::: Data extracts

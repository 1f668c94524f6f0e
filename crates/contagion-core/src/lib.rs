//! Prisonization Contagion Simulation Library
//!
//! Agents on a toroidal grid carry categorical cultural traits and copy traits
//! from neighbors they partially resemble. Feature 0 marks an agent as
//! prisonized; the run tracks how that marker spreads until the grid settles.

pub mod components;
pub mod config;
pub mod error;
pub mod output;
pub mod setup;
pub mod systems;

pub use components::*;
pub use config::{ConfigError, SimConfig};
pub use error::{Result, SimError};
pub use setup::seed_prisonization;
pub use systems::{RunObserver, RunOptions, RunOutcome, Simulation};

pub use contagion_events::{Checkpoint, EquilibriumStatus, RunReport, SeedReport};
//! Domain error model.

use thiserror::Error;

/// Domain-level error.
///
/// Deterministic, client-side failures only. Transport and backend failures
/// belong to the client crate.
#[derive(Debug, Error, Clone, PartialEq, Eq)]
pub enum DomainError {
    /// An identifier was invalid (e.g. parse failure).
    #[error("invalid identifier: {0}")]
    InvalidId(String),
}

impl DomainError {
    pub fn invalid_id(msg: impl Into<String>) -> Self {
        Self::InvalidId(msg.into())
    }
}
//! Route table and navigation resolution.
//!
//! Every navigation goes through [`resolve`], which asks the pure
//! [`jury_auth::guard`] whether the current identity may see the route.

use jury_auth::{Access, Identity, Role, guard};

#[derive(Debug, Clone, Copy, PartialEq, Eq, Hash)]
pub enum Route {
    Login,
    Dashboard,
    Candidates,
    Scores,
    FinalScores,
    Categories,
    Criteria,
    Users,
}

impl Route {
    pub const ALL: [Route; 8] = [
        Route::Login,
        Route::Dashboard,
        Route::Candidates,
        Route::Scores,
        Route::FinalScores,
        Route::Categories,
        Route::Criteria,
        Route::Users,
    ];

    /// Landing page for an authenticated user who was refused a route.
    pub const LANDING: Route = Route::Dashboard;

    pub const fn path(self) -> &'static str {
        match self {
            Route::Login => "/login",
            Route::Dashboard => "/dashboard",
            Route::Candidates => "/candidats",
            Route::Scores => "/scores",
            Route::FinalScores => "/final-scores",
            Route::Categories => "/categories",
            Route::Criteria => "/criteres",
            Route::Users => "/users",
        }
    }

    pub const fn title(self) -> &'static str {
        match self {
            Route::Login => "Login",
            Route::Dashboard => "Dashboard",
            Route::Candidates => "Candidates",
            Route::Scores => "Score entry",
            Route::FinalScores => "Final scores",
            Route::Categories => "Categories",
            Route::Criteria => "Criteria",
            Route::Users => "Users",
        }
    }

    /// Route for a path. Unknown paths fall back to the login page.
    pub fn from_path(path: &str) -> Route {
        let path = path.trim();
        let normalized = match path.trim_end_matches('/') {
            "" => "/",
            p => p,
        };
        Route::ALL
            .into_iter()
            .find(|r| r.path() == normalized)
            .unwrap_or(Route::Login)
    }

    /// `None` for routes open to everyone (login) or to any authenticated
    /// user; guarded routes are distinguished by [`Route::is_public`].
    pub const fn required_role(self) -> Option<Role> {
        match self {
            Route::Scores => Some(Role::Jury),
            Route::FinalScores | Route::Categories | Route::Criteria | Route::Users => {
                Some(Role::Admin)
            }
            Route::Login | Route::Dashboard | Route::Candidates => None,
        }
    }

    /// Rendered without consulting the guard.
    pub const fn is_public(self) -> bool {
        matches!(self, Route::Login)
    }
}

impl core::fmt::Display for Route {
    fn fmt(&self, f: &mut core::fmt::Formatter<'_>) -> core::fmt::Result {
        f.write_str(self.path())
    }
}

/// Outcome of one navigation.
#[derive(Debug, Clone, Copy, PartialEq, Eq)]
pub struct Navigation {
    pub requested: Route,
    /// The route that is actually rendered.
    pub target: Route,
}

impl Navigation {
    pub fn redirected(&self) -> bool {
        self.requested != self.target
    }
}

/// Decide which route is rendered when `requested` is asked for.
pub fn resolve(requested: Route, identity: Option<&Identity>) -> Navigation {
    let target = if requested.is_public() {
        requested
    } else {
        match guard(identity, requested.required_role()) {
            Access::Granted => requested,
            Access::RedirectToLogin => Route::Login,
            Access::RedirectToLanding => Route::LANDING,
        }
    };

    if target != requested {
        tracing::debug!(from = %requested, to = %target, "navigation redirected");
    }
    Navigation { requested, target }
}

::::::
::: Data extracts

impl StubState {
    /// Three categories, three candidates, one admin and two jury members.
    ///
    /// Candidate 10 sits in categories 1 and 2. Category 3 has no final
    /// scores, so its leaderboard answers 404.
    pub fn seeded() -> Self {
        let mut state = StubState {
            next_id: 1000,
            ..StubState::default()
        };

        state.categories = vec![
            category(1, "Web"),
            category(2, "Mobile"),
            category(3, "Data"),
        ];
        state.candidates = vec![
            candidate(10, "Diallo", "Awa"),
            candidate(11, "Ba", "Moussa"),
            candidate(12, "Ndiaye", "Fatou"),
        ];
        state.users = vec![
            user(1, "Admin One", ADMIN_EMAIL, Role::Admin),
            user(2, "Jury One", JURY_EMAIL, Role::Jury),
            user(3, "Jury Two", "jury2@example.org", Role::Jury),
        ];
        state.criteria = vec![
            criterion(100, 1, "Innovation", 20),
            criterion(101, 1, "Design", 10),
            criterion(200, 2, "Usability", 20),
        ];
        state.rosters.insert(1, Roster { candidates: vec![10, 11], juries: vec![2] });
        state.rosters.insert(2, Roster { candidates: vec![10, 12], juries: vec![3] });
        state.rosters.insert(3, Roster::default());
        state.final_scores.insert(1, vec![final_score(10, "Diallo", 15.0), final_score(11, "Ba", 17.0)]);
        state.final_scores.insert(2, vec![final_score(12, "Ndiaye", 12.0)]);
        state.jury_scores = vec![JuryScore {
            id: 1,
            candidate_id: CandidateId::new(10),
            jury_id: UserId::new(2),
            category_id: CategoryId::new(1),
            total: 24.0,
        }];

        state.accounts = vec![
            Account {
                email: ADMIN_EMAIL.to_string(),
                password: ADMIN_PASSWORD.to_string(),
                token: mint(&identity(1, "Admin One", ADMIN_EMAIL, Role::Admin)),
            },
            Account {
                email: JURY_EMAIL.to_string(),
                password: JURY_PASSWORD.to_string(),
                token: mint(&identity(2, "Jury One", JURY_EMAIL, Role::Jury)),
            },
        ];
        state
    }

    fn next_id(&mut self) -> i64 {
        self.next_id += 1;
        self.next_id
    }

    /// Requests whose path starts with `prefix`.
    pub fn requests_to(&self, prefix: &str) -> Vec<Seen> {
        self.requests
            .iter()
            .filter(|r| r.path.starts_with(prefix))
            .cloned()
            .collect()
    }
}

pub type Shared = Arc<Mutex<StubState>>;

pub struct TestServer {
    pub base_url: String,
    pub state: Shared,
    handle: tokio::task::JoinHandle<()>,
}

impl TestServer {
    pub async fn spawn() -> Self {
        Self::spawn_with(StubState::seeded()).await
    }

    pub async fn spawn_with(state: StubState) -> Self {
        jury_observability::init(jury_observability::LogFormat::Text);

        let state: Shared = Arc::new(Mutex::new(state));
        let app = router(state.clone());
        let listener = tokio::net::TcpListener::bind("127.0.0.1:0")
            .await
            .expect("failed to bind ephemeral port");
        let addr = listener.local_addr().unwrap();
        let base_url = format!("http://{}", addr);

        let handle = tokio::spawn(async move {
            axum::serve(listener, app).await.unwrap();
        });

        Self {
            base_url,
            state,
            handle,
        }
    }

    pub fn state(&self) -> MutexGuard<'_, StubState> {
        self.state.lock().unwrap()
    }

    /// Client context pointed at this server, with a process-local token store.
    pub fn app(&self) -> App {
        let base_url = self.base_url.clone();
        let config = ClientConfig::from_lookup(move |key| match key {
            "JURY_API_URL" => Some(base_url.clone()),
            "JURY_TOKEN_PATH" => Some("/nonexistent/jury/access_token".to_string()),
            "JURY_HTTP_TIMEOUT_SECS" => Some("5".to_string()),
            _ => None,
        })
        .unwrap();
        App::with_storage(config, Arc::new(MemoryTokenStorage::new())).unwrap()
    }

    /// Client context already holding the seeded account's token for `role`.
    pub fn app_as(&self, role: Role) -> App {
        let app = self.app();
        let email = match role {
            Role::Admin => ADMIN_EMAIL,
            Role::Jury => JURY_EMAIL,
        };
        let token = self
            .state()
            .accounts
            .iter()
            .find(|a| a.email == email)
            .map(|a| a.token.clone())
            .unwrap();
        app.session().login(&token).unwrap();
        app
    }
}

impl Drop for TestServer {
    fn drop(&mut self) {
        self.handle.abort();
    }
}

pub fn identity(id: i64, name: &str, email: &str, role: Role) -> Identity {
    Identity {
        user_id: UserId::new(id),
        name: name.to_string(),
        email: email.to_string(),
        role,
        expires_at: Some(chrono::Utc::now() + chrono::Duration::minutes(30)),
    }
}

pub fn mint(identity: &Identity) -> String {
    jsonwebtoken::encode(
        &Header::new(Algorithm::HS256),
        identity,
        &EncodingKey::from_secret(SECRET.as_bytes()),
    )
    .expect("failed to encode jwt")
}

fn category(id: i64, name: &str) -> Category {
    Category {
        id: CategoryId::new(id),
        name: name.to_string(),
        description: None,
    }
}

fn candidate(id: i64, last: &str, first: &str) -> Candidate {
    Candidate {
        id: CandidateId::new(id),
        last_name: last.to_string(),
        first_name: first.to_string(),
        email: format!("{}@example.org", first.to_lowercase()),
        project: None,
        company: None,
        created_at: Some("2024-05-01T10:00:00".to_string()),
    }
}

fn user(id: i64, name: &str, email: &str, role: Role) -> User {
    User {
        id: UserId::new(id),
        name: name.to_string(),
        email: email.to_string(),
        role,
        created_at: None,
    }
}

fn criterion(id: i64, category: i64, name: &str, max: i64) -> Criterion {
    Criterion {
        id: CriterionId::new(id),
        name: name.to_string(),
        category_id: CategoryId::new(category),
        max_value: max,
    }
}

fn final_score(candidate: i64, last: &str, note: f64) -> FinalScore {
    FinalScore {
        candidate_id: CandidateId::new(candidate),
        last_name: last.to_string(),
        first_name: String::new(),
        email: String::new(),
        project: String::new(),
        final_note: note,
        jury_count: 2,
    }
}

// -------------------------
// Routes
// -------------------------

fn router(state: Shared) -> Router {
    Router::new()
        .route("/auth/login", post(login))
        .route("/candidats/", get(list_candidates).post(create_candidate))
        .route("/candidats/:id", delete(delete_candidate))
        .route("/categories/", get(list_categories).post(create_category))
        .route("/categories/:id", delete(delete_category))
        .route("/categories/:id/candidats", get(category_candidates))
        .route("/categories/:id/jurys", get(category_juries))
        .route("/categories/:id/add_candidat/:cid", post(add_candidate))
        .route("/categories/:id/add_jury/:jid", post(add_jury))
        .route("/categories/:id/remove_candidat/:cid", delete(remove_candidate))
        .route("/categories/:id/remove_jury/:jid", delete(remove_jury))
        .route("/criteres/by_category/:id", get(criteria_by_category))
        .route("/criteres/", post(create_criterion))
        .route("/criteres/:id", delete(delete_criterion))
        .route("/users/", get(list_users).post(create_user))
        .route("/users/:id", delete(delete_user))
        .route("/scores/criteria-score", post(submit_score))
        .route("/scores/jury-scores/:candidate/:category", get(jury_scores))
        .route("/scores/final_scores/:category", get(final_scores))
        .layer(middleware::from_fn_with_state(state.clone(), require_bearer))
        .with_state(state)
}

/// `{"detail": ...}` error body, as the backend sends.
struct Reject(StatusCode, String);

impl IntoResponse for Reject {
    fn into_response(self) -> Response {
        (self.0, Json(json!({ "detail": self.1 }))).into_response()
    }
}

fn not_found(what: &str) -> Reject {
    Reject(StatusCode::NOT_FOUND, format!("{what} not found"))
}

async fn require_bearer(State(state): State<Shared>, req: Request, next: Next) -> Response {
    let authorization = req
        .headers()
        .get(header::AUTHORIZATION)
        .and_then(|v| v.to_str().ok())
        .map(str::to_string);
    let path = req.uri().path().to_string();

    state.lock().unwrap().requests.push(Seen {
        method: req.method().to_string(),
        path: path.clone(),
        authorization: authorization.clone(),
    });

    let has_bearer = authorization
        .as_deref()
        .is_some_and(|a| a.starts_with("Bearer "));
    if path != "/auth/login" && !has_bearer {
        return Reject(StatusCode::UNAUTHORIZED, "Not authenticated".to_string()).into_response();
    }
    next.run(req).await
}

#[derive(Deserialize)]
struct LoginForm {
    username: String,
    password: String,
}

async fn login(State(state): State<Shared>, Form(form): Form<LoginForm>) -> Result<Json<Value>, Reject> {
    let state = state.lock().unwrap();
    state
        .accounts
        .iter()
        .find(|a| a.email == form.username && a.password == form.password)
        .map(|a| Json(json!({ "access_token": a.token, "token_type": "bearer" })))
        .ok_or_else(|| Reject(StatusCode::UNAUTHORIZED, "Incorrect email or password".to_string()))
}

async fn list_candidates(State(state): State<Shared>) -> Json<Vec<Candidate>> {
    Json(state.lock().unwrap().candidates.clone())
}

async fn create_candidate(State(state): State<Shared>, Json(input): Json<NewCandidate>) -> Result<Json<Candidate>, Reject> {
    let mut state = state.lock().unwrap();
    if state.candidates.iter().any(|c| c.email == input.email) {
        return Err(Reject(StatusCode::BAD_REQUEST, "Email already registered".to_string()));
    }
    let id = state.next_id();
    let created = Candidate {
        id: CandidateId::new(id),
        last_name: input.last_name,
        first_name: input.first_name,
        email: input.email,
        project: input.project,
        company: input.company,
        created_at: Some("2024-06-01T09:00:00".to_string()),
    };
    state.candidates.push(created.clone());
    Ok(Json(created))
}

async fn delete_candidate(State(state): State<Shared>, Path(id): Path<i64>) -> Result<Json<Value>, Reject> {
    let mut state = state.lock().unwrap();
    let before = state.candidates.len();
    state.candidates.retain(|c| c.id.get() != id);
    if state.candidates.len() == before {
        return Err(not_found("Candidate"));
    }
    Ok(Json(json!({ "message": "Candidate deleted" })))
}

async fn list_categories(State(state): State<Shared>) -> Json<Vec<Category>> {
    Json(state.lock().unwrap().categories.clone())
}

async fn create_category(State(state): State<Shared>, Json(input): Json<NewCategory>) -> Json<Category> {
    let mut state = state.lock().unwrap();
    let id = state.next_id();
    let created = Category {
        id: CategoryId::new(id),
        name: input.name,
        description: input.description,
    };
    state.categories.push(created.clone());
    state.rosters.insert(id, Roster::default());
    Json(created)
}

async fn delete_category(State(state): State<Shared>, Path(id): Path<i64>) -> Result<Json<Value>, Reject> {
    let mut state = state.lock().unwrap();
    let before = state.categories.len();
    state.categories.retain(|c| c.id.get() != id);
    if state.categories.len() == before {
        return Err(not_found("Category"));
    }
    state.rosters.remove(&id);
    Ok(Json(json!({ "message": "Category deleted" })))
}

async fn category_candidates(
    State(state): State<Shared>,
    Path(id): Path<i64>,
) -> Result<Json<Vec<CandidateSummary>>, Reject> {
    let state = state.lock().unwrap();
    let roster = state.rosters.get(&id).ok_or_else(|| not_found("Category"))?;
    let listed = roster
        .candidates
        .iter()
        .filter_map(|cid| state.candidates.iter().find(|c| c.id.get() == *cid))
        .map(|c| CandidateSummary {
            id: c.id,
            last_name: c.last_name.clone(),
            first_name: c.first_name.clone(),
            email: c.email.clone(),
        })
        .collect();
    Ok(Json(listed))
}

::::::

• Exercise goal
Work out how many lines in the records above include the string "criteres", and provide that figure with no other text.

• Written reply
4